One such company is London-based HSBC Bank, which recently completed one such survey that produced the usual result of not enough people planning correctly to fund their retirements.
But an unexpected finding materialized as well. Most people in the United States and nine other countries foresee work as part of their retirement years after age 60, 65 or any other mandatory retirement age.
Life spans have increased so much that many people — 75 percent in the survey of 11,500 people — see their retirement years as a chance to reinvent themselves.
They want to work, say, half a year or eight months and use the remainder of the year for travel and other retirement recreation, even more than wanting to work full or part time.
Count the baby boomers into that group. The following generations are smaller, and birth rates are low. The U.S. fertility rate per couple is 2.1, right at the population replacement rate and is higher than in the United Kingdom, Italy and even Hong Kong.
If baby boomers retired to lives of leisure, many U.S. companies would be faced with a worker and talent shortage.
"The average employer is not in alignment with this preference," said Ken Dychtwald, chief executive of Age Wave, which helped conduct the survey. "Our politicians and human resources executives are out of touch with this revolution."
Supporting this view was another survey question: Should there be mandatory retirement ages?

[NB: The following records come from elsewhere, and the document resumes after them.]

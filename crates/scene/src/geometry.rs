use glam::{Vec2, Vec3};
use serde::{Deserialize, Serialize};
use std::f32::consts::TAU;

/// Indexed triangle mesh: positions, unit normals, uvs and CCW triangles.
#[derive(Debug, Clone, Default, PartialEq)]
pub struct MeshData {
    pub positions: Vec<Vec3>,
    pub normals: Vec<Vec3>,
    pub uvs: Vec<Vec2>,
    pub indices: Vec<u32>,
}

impl MeshData {
    pub fn vertex_count(&self) -> usize {
        self.positions.len()
    }

    pub fn triangle_count(&self) -> usize {
        self.indices.len() / 3
    }

    /// Largest distance of any vertex from the local origin.
    pub fn bounding_radius(&self) -> f32 {
        self.positions.iter().map(|p| p.length()).fold(0.0, f32::max)
    }

    fn push(&mut self, position: Vec3, normal: Vec3, uv: Vec2) -> u32 {
        let index = self.positions.len() as u32;
        self.positions.push(position);
        self.normals.push(normal.normalize_or_zero());
        self.uvs.push(uv);
        index
    }
}

/// Parametric shape of a section mesh.
#[derive(Debug, Clone, Copy, PartialEq, Serialize, Deserialize)]
#[serde(tag = "kind", rename_all = "snake_case")]
pub enum Shape {
    Torus {
        radius: f32,
        tube: f32,
        radial_segments: u32,
        tubular_segments: u32,
    },
    Cone {
        radius: f32,
        height: f32,
        radial_segments: u32,
    },
    TorusKnot {
        radius: f32,
        tube: f32,
        tubular_segments: u32,
        radial_segments: u32,
        p: u32,
        q: u32,
    },
}

impl Shape {
    pub fn name(&self) -> &'static str {
        match self {
            Shape::Torus { .. } => "torus",
            Shape::Cone { .. } => "cone",
            Shape::TorusKnot { .. } => "torus_knot",
        }
    }

    pub fn build(&self) -> MeshData {
        match *self {
            Shape::Torus {
                radius,
                tube,
                radial_segments,
                tubular_segments,
            } => torus(radius, tube, radial_segments, tubular_segments),
            Shape::Cone {
                radius,
                height,
                radial_segments,
            } => cone(radius, height, radial_segments),
            Shape::TorusKnot {
                radius,
                tube,
                tubular_segments,
                radial_segments,
                p,
                q,
            } => torus_knot(radius, tube, tubular_segments, radial_segments, p, q),
        }
    }
}

/// Torus in the XY plane around the Z axis.
pub fn torus(radius: f32, tube: f32, radial_segments: u32, tubular_segments: u32) -> MeshData {
    let radial = radial_segments.max(2);
    let tubular = tubular_segments.max(3);
    let mut mesh = MeshData::default();

    for j in 0..=radial {
        for i in 0..=tubular {
            let u = i as f32 / tubular as f32 * TAU;
            let v = j as f32 / radial as f32 * TAU;
            let ring = radius + tube * v.cos();
            let position = Vec3::new(ring * u.cos(), ring * u.sin(), tube * v.sin());
            let center = Vec3::new(radius * u.cos(), radius * u.sin(), 0.0);
            mesh.push(
                position,
                position - center,
                Vec2::new(i as f32 / tubular as f32, j as f32 / radial as f32),
            );
        }
    }

    let row = tubular + 1;
    for j in 1..=radial {
        for i in 1..=tubular {
            let a = row * j + i - 1;
            let b = row * (j - 1) + i - 1;
            let c = row * (j - 1) + i;
            let d = row * j + i;
            mesh.indices.extend_from_slice(&[a, b, d, b, c, d]);
        }
    }
    mesh
}

/// Closed cone centered on the origin, apex at `+height / 2` on Y.
pub fn cone(radius: f32, height: f32, radial_segments: u32) -> MeshData {
    let radial = radial_segments.max(3);
    let half = height / 2.0;
    let slope = if height != 0.0 { radius / height } else { 0.0 };
    let mut mesh = MeshData::default();

    // Side: an apex row and a base row, one vertex per seam column.
    let mut apex_row = Vec::with_capacity(radial as usize + 1);
    let mut base_row = Vec::with_capacity(radial as usize + 1);
    for x in 0..=radial {
        let u = x as f32 / radial as f32;
        let theta = u * TAU;
        let normal = Vec3::new(theta.sin(), slope, theta.cos());
        apex_row.push(mesh.push(Vec3::new(0.0, half, 0.0), normal, Vec2::new(u, 1.0)));
    }
    for x in 0..=radial {
        let u = x as f32 / radial as f32;
        let theta = u * TAU;
        let normal = Vec3::new(theta.sin(), slope, theta.cos());
        base_row.push(mesh.push(
            Vec3::new(radius * theta.sin(), -half, radius * theta.cos()),
            normal,
            Vec2::new(u, 0.0),
        ));
    }
    for x in 0..radial as usize {
        mesh.indices
            .extend_from_slice(&[base_row[x], base_row[x + 1], apex_row[x + 1]]);
    }

    // Base cap facing -Y.
    let down = Vec3::NEG_Y;
    let centers: Vec<u32> = (0..radial)
        .map(|_| mesh.push(Vec3::new(0.0, -half, 0.0), down, Vec2::splat(0.5)))
        .collect();
    let mut rim = Vec::with_capacity(radial as usize + 1);
    for x in 0..=radial {
        let theta = x as f32 / radial as f32 * TAU;
        let (s, c) = theta.sin_cos();
        rim.push(mesh.push(
            Vec3::new(radius * s, -half, radius * c),
            down,
            // Seen from below, so v runs opposite to the top cap's.
            Vec2::new(c * 0.5 + 0.5, -s * 0.5 + 0.5),
        ));
    }
    for x in 0..radial as usize {
        mesh.indices
            .extend_from_slice(&[rim[x + 1], rim[x], centers[x]]);
    }
    mesh
}

/// (p, q) torus knot swept with a circular tube.
pub fn torus_knot(
    radius: f32,
    tube: f32,
    tubular_segments: u32,
    radial_segments: u32,
    p: u32,
    q: u32,
) -> MeshData {
    let tubular = tubular_segments.max(3);
    let radial = radial_segments.max(3);
    let p = p.max(1) as f32;
    let q = q as f32;
    let curve = |u: f32| {
        let qu_over_p = q / p * u;
        let cs = qu_over_p.cos();
        Vec3::new(
            radius * (2.0 + cs) * 0.5 * u.cos(),
            radius * (2.0 + cs) * 0.5 * u.sin(),
            radius * qu_over_p.sin() * 0.5,
        )
    };
    let mut mesh = MeshData::default();

    for i in 0..=tubular {
        let u = i as f32 / tubular as f32 * p * TAU;
        let p1 = curve(u);
        let p2 = curve(u + 0.01);
        let tangent = p2 - p1;
        let mut normal = p2 + p1;
        let binormal = tangent.cross(normal).normalize_or_zero();
        normal = binormal.cross(tangent).normalize_or_zero();

        for j in 0..=radial {
            let v = j as f32 / radial as f32 * TAU;
            let cx = -tube * v.cos();
            let cy = tube * v.sin();
            let position = p1 + normal * cx + binormal * cy;
            mesh.push(
                position,
                position - p1,
                Vec2::new(i as f32 / tubular as f32, j as f32 / radial as f32),
            );
        }
    }

    let row = radial + 1;
    for j in 1..=tubular {
        for i in 1..=radial {
            let a = row * (j - 1) + (i - 1);
            let b = row * j + (i - 1);
            let c = row * j + i;
            let d = row * (j - 1) + i;
            mesh.indices.extend_from_slice(&[a, b, d, b, c, d]);
        }
    }
    mesh
}

#[cfg(test)]
mod tests {
    use super::*;

    fn assert_well_formed(mesh: &MeshData) {
        let n = mesh.vertex_count();
        assert_eq!(mesh.normals.len(), n);
        assert_eq!(mesh.uvs.len(), n);
        assert_eq!(mesh.indices.len() % 3, 0);
        assert!(mesh.indices.iter().all(|&i| (i as usize) < n));
        for normal in &mesh.normals {
            assert!((normal.length() - 1.0).abs() < 1e-4, "normal {normal}");
        }
    }

    #[test]
    fn torus_counts_and_shape() {
        let mesh = torus(1.0, 0.4, 16, 60);
        assert_well_formed(&mesh);
        assert_eq!(mesh.vertex_count(), 17 * 61);
        assert_eq!(mesh.indices.len(), 16 * 60 * 6);
        assert!((mesh.bounding_radius() - 1.4).abs() < 1e-4);
        // Every vertex lies on the tube surface.
        for p in &mesh.positions {
            let ring = Vec3::new(p.x, p.y, 0.0).normalize_or_zero();
            assert!(((*p - ring).length() - 0.4).abs() < 1e-4);
        }
    }

    #[test]
    fn cone_counts_and_apex() {
        let mesh = cone(1.0, 2.0, 32);
        assert_well_formed(&mesh);
        assert_eq!(mesh.vertex_count(), 2 * 33 + 32 + 33);
        assert_eq!(mesh.triangle_count(), 32 * 2);
        let top = mesh.positions.iter().map(|p| p.y).fold(f32::MIN, f32::max);
        let bottom = mesh.positions.iter().map(|p| p.y).fold(f32::MAX, f32::min);
        assert_eq!(top, 1.0);
        assert_eq!(bottom, -1.0);
    }

    #[test]
    fn cone_side_normals_point_outward() {
        let mesh = cone(1.0, 2.0, 8);
        for (p, n) in mesh.positions.iter().zip(&mesh.normals).take(18) {
            if p.y < 0.0 {
                assert!(Vec3::new(p.x, 0.0, p.z).dot(*n) > 0.0);
            }
            assert!(n.y > 0.0);
        }
    }

    #[test]
    fn cone_triangles_wind_outward() {
        let mesh = cone(1.0, 2.0, 16);
        for tri in mesh.indices.chunks(3) {
            let [a, b, c] = [0, 1, 2].map(|k| mesh.positions[tri[k] as usize]);
            let face = (b - a).cross(c - a);
            let centroid = (a + b + c) / 3.0;
            let outward = if centroid.y <= -0.999 {
                Vec3::NEG_Y
            } else {
                Vec3::new(centroid.x, 0.0, centroid.z)
            };
            assert!(face.dot(outward) > 0.0);
        }
    }

    #[test]
    fn cone_base_uvs_mirror_v() {
        let mesh = cone(1.0, 2.0, 32);
        let base_uv = |at: Vec3| {
            let i = mesh
                .positions
                .iter()
                .zip(&mesh.normals)
                .position(|(p, n)| *n == Vec3::NEG_Y && p.distance(at) < 1e-4)
                .unwrap();
            mesh.uvs[i]
        };
        assert!(base_uv(Vec3::new(1.0, -1.0, 0.0)).distance(Vec2::new(0.5, 0.0)) < 1e-4);
        assert!(base_uv(Vec3::new(0.0, -1.0, 1.0)).distance(Vec2::new(1.0, 0.5)) < 1e-4);
        assert!(base_uv(Vec3::new(-1.0, -1.0, 0.0)).distance(Vec2::new(0.5, 1.0)) < 1e-4);
    }

    #[test]
    fn torus_knot_counts_and_closure() {
        let mesh = torus_knot(0.8, 0.35, 100, 15, 2, 3);
        assert_well_formed(&mesh);
        assert_eq!(mesh.vertex_count(), 101 * 16);
        assert_eq!(mesh.indices.len(), 100 * 15 * 6);
        // The first and last rings coincide: the knot is closed.
        let first = mesh.positions[0];
        let last = mesh.positions[100 * 16];
        assert!((first - last).length() < 1e-3);
    }

    #[test]
    fn degenerate_segment_counts_are_raised() {
        let mesh = torus(1.0, 0.2, 0, 0);
        assert_well_formed(&mesh);
        assert!(mesh.triangle_count() > 0);
        assert!(cone(1.0, 1.0, 1).triangle_count() >= 6);
    }

    #[test]
    fn shape_builds_named_meshes() {
        let shape = Shape::Cone {
            radius: 1.0,
            height: 2.0,
            radial_segments: 32,
        };
        assert_eq!(shape.name(), "cone");
        assert_eq!(shape.build(), cone(1.0, 2.0, 32));
    }
}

The response was an overwhelming "no." Workers should be given the option to continue working as long as they are willing and able, survey respondents said.

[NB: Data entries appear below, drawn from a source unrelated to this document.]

use std::time::{Duration, Instant};

/// Timing information for one frame.
#[derive(Debug, Clone, Copy, PartialEq, Default)]
pub struct FrameTime {
    /// Seconds since the clock started.
    pub elapsed: f32,
    /// Seconds since the previous frame, clamped to `Clock::MAX_DELTA`.
    pub delta: f32,
}

/// Frame clock: elapsed time since start plus the delta between frames.
///
/// Deltas are clamped so a stalled window (dragging, breakpoint) does not
/// produce one huge step.
#[derive(Debug, Clone)]
pub struct Clock {
    start: Instant,
    previous: Instant,
}

impl Clock {
    pub const MAX_DELTA: Duration = Duration::from_millis(100);

    pub fn start() -> Self {
        Self::start_at(Instant::now())
    }

    pub fn start_at(now: Instant) -> Self {
        Self {
            start: now,
            previous: now,
        }
    }

    pub fn tick(&mut self) -> FrameTime {
        self.tick_at(Instant::now())
    }

    pub fn tick_at(&mut self, now: Instant) -> FrameTime {
        let delta = now.saturating_duration_since(self.previous).min(Self::MAX_DELTA);
        self.previous = now;
        FrameTime {
            elapsed: now.saturating_duration_since(self.start).as_secs_f32(),
            delta: delta.as_secs_f32(),
        }
    }
}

In other words, governments and employers should not be able to tell workers they must retire only because they had a birthday.

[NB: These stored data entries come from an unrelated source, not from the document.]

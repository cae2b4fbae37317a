use egui::{Align2, Color32, Pos2, RichText};
use scrollfolio_common::Color;
use scrollfolio_input::{InputState, Viewport};
use scrollfolio_scene::{HeaderIntro, Scene};

/// Horizontal page padding, as a fraction of the viewport width.
const PAGE_PADDING: f32 = 0.1;
/// Header font size, as a fraction of the smaller viewport side.
const HEADER_SIZE: f32 = 0.07;

/// Where a section header sits on screen, in logical pixels.
#[derive(Debug, Clone, Copy, PartialEq)]
pub struct HeaderPlacement {
    pub anchor: Pos2,
    pub align: Align2,
    pub font_size: f32,
}

/// Headers alternate sides: even sections on the left, odd on the right.
/// Each is vertically centered in its section and shifted by `offset_x`.
pub fn header_placement(
    index: usize,
    viewport: &Viewport,
    scroll_y: f32,
    offset_x: f32,
) -> HeaderPlacement {
    let y = index as f32 * viewport.height - scroll_y + viewport.height * 0.5;
    let (x, align) = if index % 2 == 0 {
        (viewport.width * PAGE_PADDING, Align2::LEFT_CENTER)
    } else {
        (viewport.width * (1.0 - PAGE_PADDING), Align2::RIGHT_CENTER)
    };
    HeaderPlacement {
        anchor: Pos2::new(x + offset_x, y),
        align,
        font_size: viewport.width.min(viewport.height) * HEADER_SIZE,
    }
}

fn color32(color: Color) -> Color32 {
    let [r, g, b] = color.to_srgb_u8();
    Color32::from_rgb(r, g, b)
}

/// Paint the section headers behind any windows.
pub fn draw_headers(ctx: &egui::Context, intro: &HeaderIntro, input: &InputState, color: Color) {
    let viewport = input.viewport();
    let scroll_y = input.scroll().scroll_y();
    for index in 0..intro.len() {
        let (Some(text), Some(offset)) = (intro.text(index), intro.offset(index)) else {
            continue;
        };
        let placement = header_placement(index, viewport, scroll_y, offset);
        // Fully scrolled out of view.
        if (placement.anchor.y - viewport.height * 0.5).abs() > viewport.height * 1.5 {
            continue;
        }
        egui::Area::new(egui::Id::new(("section_header", index)))
            .order(egui::Order::Background)
            .interactable(false)
            .pivot(placement.align)
            .fixed_pos(placement.anchor)
            .show(ctx, |ui| {
                ui.label(
                    RichText::new(text.to_uppercase())
                        .size(placement.font_size)
                        .strong()
                        .color(color32(color)),
                );
            });
    }
}

/// Edits made in the debug panel this frame.
#[derive(Debug, Clone, Copy, PartialEq, Default)]
pub struct PanelChanges {
    pub material_color: Option<Color>,
    pub normals: Option<bool>,
}

pub fn draw_debug_panel(ctx: &egui::Context, scene: &Scene, input: &InputState) -> PanelChanges {
    let mut changes = PanelChanges::default();
    if !input.debug_panel_visible() {
        return changes;
    }

    egui::Window::new("Debug")
        .anchor(Align2::RIGHT_TOP, [-12.0, 12.0])
        .resizable(false)
        .collapsible(true)
        .show(ctx, |ui| {
            let mut rgb = scene.material_color().to_srgb_u8();
            ui.horizontal(|ui| {
                ui.label("materialColor");
                if ui.color_edit_button_srgb(&mut rgb).changed() {
                    changes.material_color = Some(Color::from_srgb_u8(rgb));
                }
            });

            let mut normals = input.normals_on();
            if ui.checkbox(&mut normals, "normals").changed() {
                changes.normals = Some(normals);
            }

            ui.separator();
            let scroll = input.scroll();
            ui.label(format!(
                "Section {}/{}  scroll {:.0}px",
                scroll.section() + 1,
                scroll.sections(),
                scroll.scroll_y()
            ));
            ui.label(format!("Frame {}  t={:.1}s", scene.frame(), scene.elapsed()));
            ui.small("Wheel/PgUp/PgDn: scroll | N: normals | F1: panel");
        });

    changes
}

#[cfg(test)]
mod tests {
    use super::*;

    fn assert_near(a: Pos2, b: Pos2) {
        assert!((a - b).length() < 1e-3, "{a:?} != {b:?}");
    }

    #[test]
    fn headers_alternate_sides() {
        let viewport = Viewport::new(1000.0, 800.0, 1.0);
        let first = header_placement(0, &viewport, 0.0, 0.0);
        assert_near(first.anchor, Pos2::new(100.0, 400.0));
        assert_eq!(first.align, Align2::LEFT_CENTER);
        assert!((first.font_size - 56.0).abs() < 1e-4);

        let second = header_placement(1, &viewport, 0.0, 0.0);
        assert_near(second.anchor, Pos2::new(900.0, 1200.0));
        assert_eq!(second.align, Align2::RIGHT_CENTER);
    }

    #[test]
    fn headers_scroll_with_page_and_slide_by_offset() {
        let viewport = Viewport::new(1000.0, 800.0, 1.0);
        let second = header_placement(1, &viewport, 800.0, -50.0);
        assert_near(second.anchor, Pos2::new(850.0, 400.0));
        let third = header_placement(2, &viewport, 800.0, -1200.0);
        assert_near(third.anchor, Pos2::new(-1100.0, 1200.0));
    }

    #[test]
    fn header_color_matches_material() {
        let color = Color::from_hex("#ffeded").unwrap();
        assert_eq!(color32(color), Color32::from_rgb(0xff, 0xed, 0xed));
    }
}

"Yet government benefits and company pensions are tied to age, not ability," Dychtwald observed. "A labor and talent shortage is coming, so we may well see employers open to 60-year-old workers and older to fill the ranks."
Some already do.
Home Depot hires seniors who put in only four or five hours per day. Borders bookstores employs workers who want to work one day per week, and they get benefits, too. McDonald's is hiring older workers for four-hour shifts, Dychtwald said.
The nursing profession is so short of qualified nurses that it can dictate flex scheduling at hospitals.
"Boomers call this downshifting," Dychtwald said. "They want to work, just not as hard."
Companies need to change the terms of their pension plans to conform to this trend. Most pensions plans now would reduce benefits if workers scaled back their hours at the end of their careers beyond normal retirement ages.
The companies that do not alter their pension terms will face a dilemma, Dychtwald said. Their workers will retire to receive their vested pension plans and cross the street to competitors to work on their own terms.
While HSBC Bank initially wanted to demonstrate the need for people to plan and fund their retirements better, its survey in actuality demonstrated the heightened need for a service industry: Companies that help employers design flex schedules and pension plans so companies can keep the talent they need longer.